Task prompt:
Reproduce, character for character, the entries from their opening line through the line with "2026 Atlas Strength".

Saved data entries:
*** Begin section ***
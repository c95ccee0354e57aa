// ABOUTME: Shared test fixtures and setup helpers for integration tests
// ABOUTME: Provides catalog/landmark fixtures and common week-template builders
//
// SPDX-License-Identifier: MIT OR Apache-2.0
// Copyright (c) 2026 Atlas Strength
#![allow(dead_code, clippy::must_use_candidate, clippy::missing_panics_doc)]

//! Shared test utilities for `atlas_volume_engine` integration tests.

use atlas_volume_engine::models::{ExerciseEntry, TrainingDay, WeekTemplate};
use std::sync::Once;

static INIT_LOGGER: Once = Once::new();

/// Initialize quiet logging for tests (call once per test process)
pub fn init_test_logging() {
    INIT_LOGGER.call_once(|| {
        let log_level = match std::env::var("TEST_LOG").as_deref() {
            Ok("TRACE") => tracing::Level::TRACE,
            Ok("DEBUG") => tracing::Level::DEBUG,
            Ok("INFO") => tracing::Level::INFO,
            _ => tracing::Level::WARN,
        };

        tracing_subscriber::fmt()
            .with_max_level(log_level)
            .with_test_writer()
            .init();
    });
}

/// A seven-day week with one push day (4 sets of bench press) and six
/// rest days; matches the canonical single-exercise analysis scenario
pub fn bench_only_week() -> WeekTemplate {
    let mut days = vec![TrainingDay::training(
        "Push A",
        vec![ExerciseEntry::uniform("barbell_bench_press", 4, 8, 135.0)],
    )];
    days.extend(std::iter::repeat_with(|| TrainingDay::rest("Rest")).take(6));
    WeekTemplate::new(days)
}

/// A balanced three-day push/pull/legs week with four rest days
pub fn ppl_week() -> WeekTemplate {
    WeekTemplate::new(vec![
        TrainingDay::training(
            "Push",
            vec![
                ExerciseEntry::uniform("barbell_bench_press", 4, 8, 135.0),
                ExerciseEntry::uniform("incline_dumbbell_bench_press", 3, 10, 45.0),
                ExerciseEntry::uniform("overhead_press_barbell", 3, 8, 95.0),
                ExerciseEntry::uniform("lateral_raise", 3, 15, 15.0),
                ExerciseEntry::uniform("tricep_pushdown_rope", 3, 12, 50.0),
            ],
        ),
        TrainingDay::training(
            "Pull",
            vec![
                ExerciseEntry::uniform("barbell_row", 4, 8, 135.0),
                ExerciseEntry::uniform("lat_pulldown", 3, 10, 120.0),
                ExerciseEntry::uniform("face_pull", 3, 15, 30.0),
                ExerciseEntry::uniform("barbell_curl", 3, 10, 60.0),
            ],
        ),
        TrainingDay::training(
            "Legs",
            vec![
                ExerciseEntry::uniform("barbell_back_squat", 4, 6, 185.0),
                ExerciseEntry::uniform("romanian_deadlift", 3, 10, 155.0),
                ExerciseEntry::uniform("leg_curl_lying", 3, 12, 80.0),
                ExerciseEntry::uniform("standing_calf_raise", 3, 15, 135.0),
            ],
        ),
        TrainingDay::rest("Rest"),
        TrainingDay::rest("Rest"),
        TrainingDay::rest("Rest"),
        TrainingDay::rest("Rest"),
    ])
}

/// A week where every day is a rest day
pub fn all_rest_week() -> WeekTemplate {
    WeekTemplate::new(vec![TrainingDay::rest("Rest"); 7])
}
*** End section ***
Output of the task:
repository c95ccee0354e57aa
// ABOUTME: Shared test fixtures and setup helpers for integration tests
// ABOUTME: Provides catalog/landmark fixtures and common week-template builders
//
// SPDX-License-Identifier: MIT OR Apache-2.0
// Copyright (c) 2026 Atlas Strength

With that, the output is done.